======== Data to examine ========

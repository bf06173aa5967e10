use std::time::Duration;

use anyhow::{bail, Context, Result};
use reqwest::Url;
use sdbot_telegram::TelegramConfig;
use sdbot_tracker::{jira_api_base, jira_browse_base, JiraConfig};

use crate::cli_args::Cli;

#[derive(Debug, Clone)]
pub(crate) enum StartupMode {
    /// Long-poll Telegram and relay commands until a shutdown signal arrives.
    Bot {
        telegram: TelegramConfig,
        poll_retry_delay: Duration,
    },
    /// Run one JQL search, print the results, and exit.
    Query { jql: String },
}

#[derive(Debug, Clone)]
pub(crate) struct StartupConfig {
    pub(crate) jira: JiraConfig,
    pub(crate) browse_base: String,
    pub(crate) mode: StartupMode,
}

impl StartupConfig {
    pub(crate) fn from_cli(cli: &Cli) -> Result<Self> {
        validate_http_url("jira url", &cli.jira_url)?;

        let jira = JiraConfig {
            api_base: jira_api_base(&cli.jira_url),
            username: cli.jira_username.clone(),
            token: cli.jira_token.clone(),
            project_key: cli.project_key.clone(),
            request_timeout_ms: cli.request_timeout_ms,
        };
        let browse_base = jira_browse_base(&cli.jira_url);

        let mode = match cli.query.as_deref().map(str::trim) {
            Some("") => bail!("--query requires a non-empty JQL expression"),
            Some(jql) => StartupMode::Query {
                jql: jql.to_string(),
            },
            None => {
                let bot_token = cli
                    .bot_api_key
                    .clone()
                    .context("SDBOT_BOT_API_KEY is required to start the bot")?;
                validate_http_url("telegram api base", &cli.telegram_api_base)?;
                StartupMode::Bot {
                    telegram: TelegramConfig {
                        api_base: cli.telegram_api_base.trim().to_string(),
                        bot_token,
                        poll_timeout_secs: cli.poll_timeout_secs,
                        request_timeout_ms: cli.request_timeout_ms,
                    },
                    poll_retry_delay: Duration::from_millis(cli.poll_retry_delay_ms),
                }
            }
        };

        Ok(Self {
            jira,
            browse_base,
            mode,
        })
    }
}

fn validate_http_url(label: &str, raw: &str) -> Result<()> {
    let url = Url::parse(raw.trim()).with_context(|| format!("invalid {label} '{raw}'"))?;
    if !matches!(url.scheme(), "http" | "https") {
        bail!("invalid {label} '{raw}': scheme must be http or https");
    }
    if url.host_str().is_none() {
        bail!("invalid {label} '{raw}': missing host");
    }
    Ok(())
}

========

Reproduce the lines above, beginning at the line with "let bot_token = cli" and stopping after the line with "fn validate_http_url(label: &str, raw: &str)", exactly as they are.

                let bot_token = cli
                    .bot_api_key
                    .clone()
                    .context("SDBOT_BOT_API_KEY is required to start the bot")?;
                validate_http_url("telegram api base", &cli.telegram_api_base)?;
                StartupMode::Bot {
                    telegram: TelegramConfig {
                        api_base: cli.telegram_api_base.trim().to_string(),
                        bot_token,
                        poll_timeout_secs: cli.poll_timeout_secs,
                        request_timeout_ms: cli.request_timeout_ms,
                    },
                    poll_retry_delay: Duration::from_millis(cli.poll_retry_delay_ms),
                }
            }
        };

        Ok(Self {
            jira,
            browse_base,
            mode,
        })
    }
}

fn validate_http_url(label: &str, raw: &str) -> Result<()> {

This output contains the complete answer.